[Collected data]
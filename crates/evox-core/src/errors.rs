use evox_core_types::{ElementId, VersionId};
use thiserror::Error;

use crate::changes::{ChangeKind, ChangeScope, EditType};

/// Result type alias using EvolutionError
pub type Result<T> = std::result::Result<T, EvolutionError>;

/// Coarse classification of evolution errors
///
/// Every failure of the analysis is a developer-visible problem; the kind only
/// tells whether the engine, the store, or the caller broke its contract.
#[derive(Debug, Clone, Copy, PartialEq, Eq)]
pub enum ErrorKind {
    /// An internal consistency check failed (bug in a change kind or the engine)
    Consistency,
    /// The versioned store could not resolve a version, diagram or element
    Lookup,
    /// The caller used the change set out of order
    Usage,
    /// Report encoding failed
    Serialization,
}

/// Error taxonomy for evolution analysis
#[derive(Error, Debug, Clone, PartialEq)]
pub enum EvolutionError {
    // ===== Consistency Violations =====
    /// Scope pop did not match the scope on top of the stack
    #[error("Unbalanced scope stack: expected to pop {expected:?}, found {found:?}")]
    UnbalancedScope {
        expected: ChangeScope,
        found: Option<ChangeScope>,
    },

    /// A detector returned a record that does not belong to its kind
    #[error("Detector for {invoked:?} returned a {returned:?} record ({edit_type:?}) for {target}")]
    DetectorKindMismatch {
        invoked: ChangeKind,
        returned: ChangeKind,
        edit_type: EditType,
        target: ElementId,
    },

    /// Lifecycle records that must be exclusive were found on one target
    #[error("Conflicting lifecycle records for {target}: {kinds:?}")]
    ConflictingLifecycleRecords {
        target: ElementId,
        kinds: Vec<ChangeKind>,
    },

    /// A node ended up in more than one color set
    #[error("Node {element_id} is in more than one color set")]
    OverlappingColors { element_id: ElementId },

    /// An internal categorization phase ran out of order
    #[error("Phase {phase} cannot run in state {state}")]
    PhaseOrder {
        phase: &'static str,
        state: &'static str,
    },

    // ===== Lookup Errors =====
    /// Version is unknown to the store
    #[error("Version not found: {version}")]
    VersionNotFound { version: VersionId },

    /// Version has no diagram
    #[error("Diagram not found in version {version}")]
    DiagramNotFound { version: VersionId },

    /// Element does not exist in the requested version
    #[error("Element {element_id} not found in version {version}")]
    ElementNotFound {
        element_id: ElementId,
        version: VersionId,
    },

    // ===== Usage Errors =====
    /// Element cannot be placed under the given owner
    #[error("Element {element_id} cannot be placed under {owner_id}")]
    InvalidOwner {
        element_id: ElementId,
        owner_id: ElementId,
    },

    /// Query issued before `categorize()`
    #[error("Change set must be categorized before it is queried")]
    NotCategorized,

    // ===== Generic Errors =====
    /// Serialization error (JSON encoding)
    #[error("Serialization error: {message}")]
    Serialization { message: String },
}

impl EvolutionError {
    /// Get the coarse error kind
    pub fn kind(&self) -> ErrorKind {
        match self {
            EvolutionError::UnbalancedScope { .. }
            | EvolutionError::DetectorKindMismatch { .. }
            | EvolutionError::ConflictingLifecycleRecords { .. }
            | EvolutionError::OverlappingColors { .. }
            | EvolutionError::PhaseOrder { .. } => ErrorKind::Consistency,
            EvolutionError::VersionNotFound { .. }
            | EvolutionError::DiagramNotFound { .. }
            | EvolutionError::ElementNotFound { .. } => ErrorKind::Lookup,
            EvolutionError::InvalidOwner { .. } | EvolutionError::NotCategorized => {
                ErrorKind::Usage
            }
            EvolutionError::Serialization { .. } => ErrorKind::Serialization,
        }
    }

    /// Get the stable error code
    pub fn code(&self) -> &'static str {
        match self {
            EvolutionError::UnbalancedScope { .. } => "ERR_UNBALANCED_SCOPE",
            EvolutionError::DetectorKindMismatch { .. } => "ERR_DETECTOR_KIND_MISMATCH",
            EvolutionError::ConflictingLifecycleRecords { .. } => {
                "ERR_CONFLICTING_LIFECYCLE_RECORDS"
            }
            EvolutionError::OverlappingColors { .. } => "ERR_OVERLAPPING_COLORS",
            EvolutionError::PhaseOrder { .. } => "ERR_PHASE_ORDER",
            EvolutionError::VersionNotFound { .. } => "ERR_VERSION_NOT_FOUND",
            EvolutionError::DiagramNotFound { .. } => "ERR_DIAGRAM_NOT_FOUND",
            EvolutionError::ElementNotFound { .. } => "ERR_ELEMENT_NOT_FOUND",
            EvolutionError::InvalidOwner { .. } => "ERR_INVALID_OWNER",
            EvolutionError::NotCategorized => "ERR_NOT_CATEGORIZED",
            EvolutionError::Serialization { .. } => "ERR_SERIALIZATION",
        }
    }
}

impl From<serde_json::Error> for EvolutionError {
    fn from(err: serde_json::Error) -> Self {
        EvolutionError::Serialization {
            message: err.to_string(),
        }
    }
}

---

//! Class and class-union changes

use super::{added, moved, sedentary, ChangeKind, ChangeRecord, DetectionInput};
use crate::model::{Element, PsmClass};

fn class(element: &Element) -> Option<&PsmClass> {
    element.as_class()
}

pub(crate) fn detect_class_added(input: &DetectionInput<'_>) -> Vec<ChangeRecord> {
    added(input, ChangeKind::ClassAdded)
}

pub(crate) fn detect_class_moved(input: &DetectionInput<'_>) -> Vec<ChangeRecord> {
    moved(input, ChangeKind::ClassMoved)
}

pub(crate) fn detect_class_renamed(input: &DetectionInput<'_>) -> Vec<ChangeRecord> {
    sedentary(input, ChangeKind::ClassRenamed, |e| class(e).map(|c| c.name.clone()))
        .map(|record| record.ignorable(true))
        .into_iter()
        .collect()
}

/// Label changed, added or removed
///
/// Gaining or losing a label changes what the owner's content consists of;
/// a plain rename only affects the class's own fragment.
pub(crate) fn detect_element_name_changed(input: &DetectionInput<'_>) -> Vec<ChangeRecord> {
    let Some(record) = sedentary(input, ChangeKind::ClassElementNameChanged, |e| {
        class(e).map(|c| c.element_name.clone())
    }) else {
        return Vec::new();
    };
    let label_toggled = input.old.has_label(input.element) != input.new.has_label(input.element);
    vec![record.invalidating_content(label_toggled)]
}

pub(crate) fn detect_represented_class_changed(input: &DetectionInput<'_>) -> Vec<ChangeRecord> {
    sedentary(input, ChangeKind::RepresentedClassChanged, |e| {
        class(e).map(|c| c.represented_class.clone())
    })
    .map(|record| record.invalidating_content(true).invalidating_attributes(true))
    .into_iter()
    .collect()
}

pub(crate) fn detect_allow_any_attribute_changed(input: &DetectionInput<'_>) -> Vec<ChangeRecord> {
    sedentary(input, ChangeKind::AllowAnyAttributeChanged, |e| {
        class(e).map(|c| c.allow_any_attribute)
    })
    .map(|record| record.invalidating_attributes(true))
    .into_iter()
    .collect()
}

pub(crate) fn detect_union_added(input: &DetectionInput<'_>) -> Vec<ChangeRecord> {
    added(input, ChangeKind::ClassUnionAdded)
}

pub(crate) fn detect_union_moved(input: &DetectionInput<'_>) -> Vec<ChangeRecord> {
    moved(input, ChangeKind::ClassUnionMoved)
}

**Task brief:** Starting at the line that contains "filename crates/evox-core/src/errors.rs" and stopping after the line that contains "broke its contract.", write out every line exactly as it appears above, and no other line.

**Answer for the task:**
filename crates/evox-core/src/errors.rs
use evox_core_types::{ElementId, VersionId};
use thiserror::Error;

use crate::changes::{ChangeKind, ChangeScope, EditType};

/// Result type alias using EvolutionError
pub type Result<T> = std::result::Result<T, EvolutionError>;

/// Coarse classification of evolution errors
///
/// Every failure of the analysis is a developer-visible problem; the kind only
/// tells whether the engine, the store, or the caller broke its contract.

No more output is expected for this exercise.